Working line by line, output the entries below exactly as they appear.

* Saved entries *
####################

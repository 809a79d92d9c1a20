//! Health Routes
//!
//! Health check endpoints for monitoring and Kubernetes probes.
//! None of them require a token.
//!
//! - GET /health/live - Liveness probe (process is alive)
//! - GET /health/ready - Readiness probe (store answers queries)
//! - GET /health - Full health status

use axum::{extract::State, http::StatusCode, Json};
use std::sync::Arc;

use crate::api::dto::HealthResponse;
use crate::api::state::AppState;

/// GET /health/live
///
/// Kubernetes liveness probe.
/// Returns 200 if the process is alive, no dependency checks.
pub async fn liveness() -> StatusCode {
    StatusCode::OK
}

/// GET /health/ready
///
/// Kubernetes readiness probe.
/// Returns 200 once the reading store answers a count.
pub async fn readiness(State(state): State<Arc<AppState>>) -> StatusCode {
    match state.store.count().await {
        Ok(_) => StatusCode::OK,
        Err(e) => {
            tracing::warn!(error = %e, "Readiness check failed");
            StatusCode::SERVICE_UNAVAILABLE
        }
    }
}

/// GET /health
///
/// Full health status with component details.
pub async fn full_health(State(state): State<Arc<AppState>>) -> Json<HealthResponse> {
    let readings = state.store.count().await.ok();
    let storage_ok = readings.is_some();

    Json(HealthResponse {
        status: if storage_ok { "healthy" } else { "unhealthy" }.to_string(),
        storage: if storage_ok { "ok" } else { "error" }.to_string(),
        readings,
        uptime_seconds: state.uptime_seconds(),
        version: env!("CARGO_PKG_VERSION").to_string(),
    })
}

#[cfg(test)]
mod tests {
    use super::*;

    #[tokio::test]
    async fn test_liveness() {
        let status = liveness().await;
        assert_eq!(status, StatusCode::OK);
    }
}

####################

* Solved exercise *
repository 809a79d92d9c1a20
//! Health Routes
//!
//! Health check endpoints for monitoring and Kubernetes probes.
//! None of them require a token.
//!
//! - GET /health/live - Liveness probe (process is alive)
//! - GET /health/ready - Readiness probe (store answers queries)
//! - GET /health - Full health status

use axum::{extract::State, http::StatusCode, Json};
use std::sync::Arc;

use crate::api::dto::HealthResponse;
use crate::api::state::AppState;

/// GET /health/live
///
/// Kubernetes liveness probe.
/// Returns 200 if the process is alive, no dependency checks.
pub async fn liveness() -> StatusCode {
    StatusCode::OK
}

/// GET /health/ready
///
/// Kubernetes readiness probe.
/// Returns 200 once the reading store answers a count.
pub async fn readiness(State(state): State<Arc<AppState>>) -> StatusCode {
    match state.store.count().await {
        Ok(_) => StatusCode::OK,
        Err(e) => {
            tracing::warn!(error = %e, "Readiness check failed");
            StatusCode::SERVICE_UNAVAILABLE
        }
    }
}

/// GET /health
///
/// Full health status with component details.
pub async fn full_health(State(state): State<Arc<AppState>>) -> Json<HealthResponse> {
    let readings = state.store.count().await.ok();
    let storage_ok = readings.is_some();

    Json(HealthResponse {
        status: if storage_ok { "healthy" } else { "unhealthy" }.to_string(),
        storage: if storage_ok { "ok" } else { "error" }.to_string(),
        readings,
        uptime_seconds: state.uptime_seconds(),
        version: env!("CARGO_PKG_VERSION").to_string(),
    })
}

#[cfg(test)]
mod tests {
    use super::*;

    #[tokio::test]
    async fn test_liveness() {
        let status = liveness().await;
        assert_eq!(status, StatusCode::OK);
    }
}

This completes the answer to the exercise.